(Stored data entries)

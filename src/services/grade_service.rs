use crate::entities::{Role, grades, users};
use crate::error::{AppError, AppResult};
use crate::models::*;
use crate::utils::permissions::{Action, can};
use chrono::Utc;
use rust_decimal::Decimal;
use sea_orm::{
    ActiveModelTrait, ColumnTrait, DatabaseConnection, EntityTrait, IntoActiveModel, QueryFilter,
    QueryOrder, Set,
};
use std::collections::HashMap;

#[derive(Clone)]
pub struct GradeService {
    pool: DatabaseConnection,
}

impl GradeService {
    pub fn new(pool: DatabaseConnection) -> Self {
        Self { pool }
    }

    /// Students see grades given to them, instructors those they gave.
    pub async fn list_grades(&self, user_id: i64, role: Role) -> AppResult<Vec<GradeResponse>> {
        let column = match role {
            Role::Student => grades::Column::StudentId,
            Role::Instructor => grades::Column::InstructorId,
        };
        let rows = grades::Entity::find()
            .filter(column.eq(user_id))
            .order_by_desc(grades::Column::CreatedAt)
            .all(&self.pool)
            .await?;

        self.build_responses(rows).await
    }

    /// A grade is visible to its student and to the instructor who
    /// entered it; anyone else's id reads as missing.
    pub async fn get_grade(
        &self,
        user_id: i64,
        role: Role,
        grade_id: i64,
    ) -> AppResult<GradeResponse> {
        let grade = grades::Entity::find_by_id(grade_id)
            .one(&self.pool)
            .await?
            .ok_or_else(|| AppError::NotFound(format!("Grade {grade_id} not found")))?;

        let visible = match role {
            Role::Student => grade.student_id == user_id,
            Role::Instructor => grade.instructor_id == user_id,
        };
        if !visible {
            return Err(AppError::NotFound(format!("Grade {grade_id} not found")));
        }

        self.build_response(grade).await
    }

    pub async fn create_grade(
        &self,
        user_id: i64,
        role: Role,
        req: CreateGradeRequest,
    ) -> AppResult<GradeResponse> {
        if !can(role, Action::CreateGrade) {
            return Err(AppError::Forbidden(
                "Only instructors can create grades".to_string(),
            ));
        }
        validate_grade_value(req.grade)?;
        if req.course_name.trim().is_empty() {
            return Err(AppError::ValidationError(
                "Course name must not be empty".to_string(),
            ));
        }

        let student = users::Entity::find_by_id(req.student_id)
            .one(&self.pool)
            .await?
            .ok_or_else(|| AppError::NotFound(format!("Student {} not found", req.student_id)))?;
        if student.role != Role::Student {
            return Err(AppError::ValidationError(
                "Grades can only be given to student accounts".to_string(),
            ));
        }

        let now = Utc::now();
        let grade = grades::ActiveModel {
            student_id: Set(req.student_id),
            instructor_id: Set(user_id),
            course_name: Set(req.course_name),
            grade: Set(req.grade),
            semester: Set(req.semester),
            created_at: Set(now),
            updated_at: Set(now),
            ..Default::default()
        }
        .insert(&self.pool)
        .await?;

        self.build_response(grade).await
    }

    pub async fn update_grade(
        &self,
        user_id: i64,
        role: Role,
        grade_id: i64,
        req: UpdateGradeRequest,
    ) -> AppResult<GradeResponse> {
        if !can(role, Action::UpdateGrade) {
            return Err(AppError::Forbidden(
                "Only instructors can update grades".to_string(),
            ));
        }
        validate_grade_value(req.grade)?;

        let grade = self.find_owned_grade(user_id, grade_id).await?;
        let mut model = grade.into_active_model();
        model.course_name = Set(req.course_name);
        model.grade = Set(req.grade);
        model.semester = Set(req.semester);
        model.updated_at = Set(Utc::now());
        let updated = model.update(&self.pool).await?;

        self.build_response(updated).await
    }

    pub async fn delete_grade(&self, user_id: i64, role: Role, grade_id: i64) -> AppResult<()> {
        if !can(role, Action::DeleteGrade) {
            return Err(AppError::Forbidden(
                "Only instructors can delete grades".to_string(),
            ));
        }

        let grade = self.find_owned_grade(user_id, grade_id).await?;
        grades::Entity::delete_by_id(grade.id)
            .exec(&self.pool)
            .await?;
        Ok(())
    }

    pub async fn list_students(&self, role: Role) -> AppResult<Vec<StudentAccountResponse>> {
        if !can(role, Action::ListStudents) {
            return Err(AppError::Forbidden(
                "Only instructors can list students".to_string(),
            ));
        }

        let rows = users::Entity::find()
            .filter(users::Column::Role.eq(Role::Student))
            .order_by_asc(users::Column::FullName)
            .all(&self.pool)
            .await?;

        Ok(rows
            .into_iter()
            .map(|u| StudentAccountResponse {
                id: u.id,
                email: u.email,
                username: u.username,
                full_name: u.full_name,
                major: u.major,
            })
            .collect())
    }

    /// Instructors may only touch grades they entered themselves.
    async fn find_owned_grade(&self, user_id: i64, grade_id: i64) -> AppResult<grades::Model> {
        let grade = grades::Entity::find_by_id(grade_id)
            .one(&self.pool)
            .await?
            .ok_or_else(|| AppError::NotFound(format!("Grade {grade_id} not found")))?;
        if grade.instructor_id != user_id {
            return Err(AppError::Forbidden(
                "Grade belongs to another instructor".to_string(),
            ));
        }
        Ok(grade)
    }

    async fn build_response(&self, grade: grades::Model) -> AppResult<GradeResponse> {
        self.build_responses(vec![grade])
            .await?
            .pop()
            .ok_or_else(|| AppError::InternalError("Grade row missing after write".to_string()))
    }

    async fn build_responses(&self, rows: Vec<grades::Model>) -> AppResult<Vec<GradeResponse>> {
        let mut user_ids: Vec<i64> = rows
            .iter()
            .flat_map(|g| [g.student_id, g.instructor_id])
            .collect();
        user_ids.sort_unstable();
        user_ids.dedup();

        let mut names: HashMap<i64, String> = HashMap::new();
        if !user_ids.is_empty() {
            let users = users::Entity::find()
                .filter(users::Column::Id.is_in(user_ids))
                .all(&self.pool)
                .await?;
            for u in users {
                names.insert(u.id, u.full_name);
            }
        }

        Ok(rows
            .into_iter()
            .map(|g| GradeResponse {
                id: g.id,
                student_id: g.student_id,
                student_name: names.get(&g.student_id).cloned().unwrap_or_default(),
                instructor_id: g.instructor_id,
                instructor_name: names.get(&g.instructor_id).cloned().unwrap_or_default(),
                course_name: g.course_name,
                grade: g.grade,
                semester: g.semester,
                created_at: g.created_at,
                updated_at: g.updated_at,
            })
            .collect())
    }
}

fn validate_grade_value(grade: Decimal) -> AppResult<()> {
    if grade < Decimal::ZERO || grade > Decimal::from(100) {
        return Err(AppError::ValidationError(
            "Grade must be between 0 and 100".to_string(),
        ));
    }
    Ok(())
}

Instructions for the task:
A single figure is expected: the count of lines in the data above that include the word "insert".

Written response:
2